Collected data

=-=-=

mod cli;
mod commands;
mod config;

use anyhow::Result;
use clap::{CommandFactory, Parser};
use clap_complete::generate;
use cli::{Cli, Command, StateCommand};
use std::io;

fn main() -> Result<()> {
    let cli = Cli::parse();

    // Initialize logging based on verbosity
    let log_level = match cli.verbose {
        0 => log::LevelFilter::Warn,
        1 => log::LevelFilter::Info,
        2 => log::LevelFilter::Debug,
        _ => log::LevelFilter::Trace,
    };

    env_logger::Builder::new()
        .filter_level(if cli.quiet {
            log::LevelFilter::Error
        } else {
            log_level
        })
        .format_timestamp(None)
        .init();

    match cli.command {
        Command::Apply(args) => commands::apply::run(&args),
        Command::Destroy(args) => commands::destroy::run(&args),
        Command::State(cmd) => match cmd {
            StateCommand::List => commands::state::list(),
            StateCommand::Show { address } => commands::state::show(&address),
        },
        Command::Completions { shell } => {
            generate(shell, &mut Cli::command(), "gantry", &mut io::stdout());
            Ok(())
        }
    }
}
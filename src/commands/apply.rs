//! `gantry apply` - reconcile declared instances against recorded state

use anyhow::{Result, bail};
use colored::Colorize;
use provision::{Engine, InstanceKind, InstanceStore, ReconcileResult, ReconcileSummary, paths};

use super::{confirm_proceed, render_error};
use crate::cli::ApplyArgs;
use crate::config::Manifest;

pub fn run(args: &ApplyArgs) -> Result<()> {
    let manifest = Manifest::load(&args.file)?;
    if manifest.instances.is_empty() {
        println!();
        println!("  {} Nothing declared", "ℹ".blue());
        return Ok(());
    }

    let mut store = InstanceStore::open(paths::state_file())?;

    // 1. Show the plan: create/update/read is decided by store existence
    println!();
    for instance in &manifest.instances {
        let verb = match instance.kind {
            InstanceKind::Resource => {
                if store.exists(&instance.address) {
                    "update".yellow()
                } else {
                    "create".green()
                }
            }
            InstanceKind::Data => "read".cyan(),
            InstanceKind::Artifact => "skip".dimmed(),
        };
        println!(
            "  {verb} {} ({})",
            instance.address.bold(),
            instance.provider.dimmed()
        );
    }
    println!();

    if args.dry_run {
        println!("  {} Dry run - no changes made", "ℹ".blue());
        return Ok(());
    }

    // 2. Confirm (unless --yes)
    if !args.yes && !confirm_proceed()? {
        println!();
        println!("  {} Aborted", "✗".red());
        return Ok(());
    }

    // 3. Reconcile sequentially, in manifest order
    println!();
    let engine = Engine::docker();
    let mut summary = ReconcileSummary::default();

    for instance in &manifest.instances {
        let result = engine.apply(instance, &mut store);
        summary.record(&result);

        match &result {
            ReconcileResult::Created => {
                println!("  {} {} created", "✓".green(), instance.address);
            }
            ReconcileResult::Updated => {
                println!("  {} {} updated", "✓".green(), instance.address);
            }
            ReconcileResult::Read => {
                println!("  {} {} read", "✓".green(), instance.address);
            }
            ReconcileResult::Skipped { reason } => {
                println!("  {} {} skipped ({reason})", "⊘".yellow(), instance.address);
            }
            ReconcileResult::Failed { error } => {
                println!(
                    "  {} {} failed: {}",
                    "✗".red(),
                    instance.address,
                    render_error(error)
                );
            }
        }
    }

    print_summary(&summary);

    if !summary.is_success() {
        bail!("{} instance(s) failed", summary.failed);
    }
    Ok(())
}

fn print_summary(summary: &ReconcileSummary) {
    println!();
    if summary.is_success() {
        println!("  {} Instances reconciled", "✓".green().bold());
    } else {
        println!("  {} Reconciled with errors", "⚠".yellow().bold());
    }

    if summary.created > 0 {
        println!("    • {} created", summary.created);
    }
    if summary.updated > 0 {
        println!("    • {} updated", summary.updated);
    }
    if summary.read > 0 {
        println!("    • {} read", summary.read);
    }
    if summary.skipped > 0 {
        println!("    • {} skipped", summary.skipped);
    }
    if summary.failed > 0 {
        println!("    • {} {}", summary.failed, "failed".red());
    }
}
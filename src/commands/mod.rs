pub mod apply;
pub mod destroy;
pub mod state;

use anyhow::Result;

/// Confirm with user
pub(crate) fn confirm_proceed() -> Result<bool> {
    use dialoguer::Confirm;

    let confirmed = Confirm::new()
        .with_prompt("Continue?")
        .default(true)
        .interact()?;

    Ok(confirmed)
}

/// Render an error with its full source chain on one line.
pub(crate) fn render_error(err: &dyn std::error::Error) -> String {
    let mut rendered = err.to_string();
    let mut source = err.source();
    while let Some(cause) = source {
        rendered.push_str(&format!(": {cause}"));
        source = cause.source();
    }
    rendered
}
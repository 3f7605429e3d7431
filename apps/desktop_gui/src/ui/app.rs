use client_core::{present, FormState, WorldFormController};
use crossbeam_channel::{Receiver, Sender, TryRecvError};
use eframe::egui;
use shared::domain::RequestMode;

use crate::backend_bridge::commands::BackendCommand;
use crate::controller::{
    events::UiEvent,
    orchestration,
    reducer::{apply_ui_event, release_abandoned_request},
};
use crate::ui::panels;

#[derive(Debug, Clone)]
pub struct StartupConfig {
    pub api_base_url: String,
    pub player_name: String,
}

pub struct WorldFormApp {
    cmd_tx: Sender<BackendCommand>,
    ui_rx: Receiver<UiEvent>,

    controller: WorldFormController,
    api_base_url: String,
    status: String,
}

impl WorldFormApp {
    pub fn bootstrap(
        cmd_tx: Sender<BackendCommand>,
        ui_rx: Receiver<UiEvent>,
        startup: StartupConfig,
    ) -> Self {
        Self {
            cmd_tx,
            ui_rx,
            controller: WorldFormController::new(FormState::new(startup.player_name, "")),
            api_base_url: startup.api_base_url,
            status: "Starting...".to_string(),
        }
    }

    /// Drains backend events so every completion is applied on the UI thread.
    fn process_ui_events(&mut self) {
        loop {
            match self.ui_rx.try_recv() {
                Ok(event) => apply_ui_event(&mut self.controller, &mut self.status, event),
                Err(TryRecvError::Empty) => break,
                Err(TryRecvError::Disconnected) => {
                    release_abandoned_request(&mut self.controller, &mut self.status);
                    break;
                }
            }
        }
    }

    fn request_world(&mut self, mode: RequestMode) {
        orchestration::request_world(&self.cmd_tx, &mut self.controller, mode, &mut self.status);
    }
}

impl eframe::App for WorldFormApp {
    fn update(&mut self, ctx: &egui::Context, _frame: &mut eframe::Frame) {
        self.process_ui_events();

        egui::TopBottomPanel::top("hero").show(ctx, panels::show_hero);

        egui::TopBottomPanel::bottom("status").show(ctx, |ui| {
            ui.horizontal(|ui| {
                ui.weak(&self.status);
                ui.with_layout(egui::Layout::right_to_left(egui::Align::Center), |ui| {
                    ui.weak(&self.api_base_url);
                });
            });
        });

        let mut action = None;
        egui::SidePanel::left("world_form")
            .resizable(true)
            .default_width(380.0)
            .min_width(300.0)
            .show(ctx, |ui| {
                action = panels::show_form(ui, &mut self.controller);
            });
        if let Some(mode) = action {
            self.request_world(mode);
        }

        egui::CentralPanel::default().show(ctx, |ui| {
            panels::show_result(ui, present(&self.controller));
        });

        if self.controller.is_loading() {
            ctx.request_repaint_after(std::time::Duration::from_millis(16));
        } else {
            ctx.request_repaint_after(std::time::Duration::from_millis(100));
        }
    }
}
use client_core::{
    presenter::{
        create_button_label, form_error, random_button_label, HELPER_TEXT, IMAGE_HINTS_LABEL,
        PLACEHOLDER_MESSAGE, WORKING_MESSAGE,
    },
    ResultView, WorldFormController,
};
use eframe::egui;
use shared::domain::RequestMode;

const ERROR_COLOR: egui::Color32 = egui::Color32::from_rgb(237, 66, 69);
const BADGE_COLOR: egui::Color32 = egui::Color32::from_rgb(88, 101, 242);

pub(super) fn show_hero(ui: &mut egui::Ui) {
    ui.add_space(8.0);
    ui.label(egui::RichText::new("MindCraft - text prototype").small().weak());
    ui.heading("Generate a world and jump straight into an adventure");
    ui.label(
        "Write a couple of lines about the setting or trust a random world. The AI writes a world \
description, an opening situation and a hint for the background image.",
    );
    ui.add_space(8.0);
}

/// Renders the input form and returns the mode whose button was triggered.
pub(super) fn show_form(
    ui: &mut egui::Ui,
    controller: &mut WorldFormController,
) -> Option<RequestMode> {
    let loading = controller.is_loading();
    let in_flight = controller.in_flight();
    let can_create = controller.can_create();
    let mut action = None;

    ui.add_space(8.0);
    ui.label("Hero name (optional)");
    ui.add_enabled(
        !loading,
        egui::TextEdit::singleline(&mut controller.form_mut().player_name)
            .hint_text("For example, Aelin or Kai...")
            .desired_width(f32::INFINITY),
    );

    ui.add_space(8.0);
    ui.label("Describe your world");
    let description = ui.add_enabled(
        !loading,
        egui::TextEdit::multiline(&mut controller.form_mut().description)
            .hint_text("A world of floating islands where magic works through music...")
            .desired_rows(6)
            .desired_width(f32::INFINITY),
    );
    ui.label(egui::RichText::new(HELPER_TEXT).small().weak());

    let submit_shortcut = description.has_focus()
        && ui.input(|input| input.modifiers.command && input.key_pressed(egui::Key::Enter));
    if submit_shortcut {
        action = Some(RequestMode::Create);
    }

    ui.add_space(8.0);
    ui.horizontal(|ui| {
        if ui
            .add_enabled(can_create, egui::Button::new(create_button_label(in_flight)))
            .clicked()
        {
            action = Some(RequestMode::Create);
        }
        if ui
            .add_enabled(!loading, egui::Button::new(random_button_label(in_flight)))
            .clicked()
        {
            action = Some(RequestMode::Random);
        }
    });

    if let Some(message) = form_error(controller) {
        ui.add_space(6.0);
        ui.colored_label(ERROR_COLOR, message);
    }

    action
}

pub(super) fn show_result(ui: &mut egui::Ui, view: ResultView<'_>) {
    match view {
        ResultView::Working { .. } => {
            ui.horizontal(|ui| {
                ui.spinner();
                ui.label(WORKING_MESSAGE);
            });
        }
        ResultView::Error(message) => {
            ui.colored_label(ERROR_COLOR, message);
        }
        ResultView::Placeholder => {
            ui.weak(PLACEHOLDER_MESSAGE);
        }
        ResultView::World(card) => {
            egui::ScrollArea::vertical().show(ui, |ui| {
                egui::Frame::group(ui.style()).show(ui, |ui| {
                    ui.label(egui::RichText::new(card.badge).strong().color(BADGE_COLOR));
                    ui.add_space(6.0);
                    ui.heading("World description");
                    ui.label(card.world_description);

                    ui.add_space(10.0);
                    ui.label(egui::RichText::new("Opening situation").strong().size(16.0));
                    ui.label(card.scenario_text);

                    if let Some(hints) = card.hints_for_image {
                        ui.add_space(10.0);
                        ui.separator();
                        ui.label(egui::RichText::new(IMAGE_HINTS_LABEL).italics());
                        ui.label(hints);
                    }
                });
            });
        }
    }
}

=-=-=

INSTRUCTIONS TO FOLLOW: Count the lines above in which the string "FormState" occurs, and write the number with no other text.

YOUR SOLUTION: 2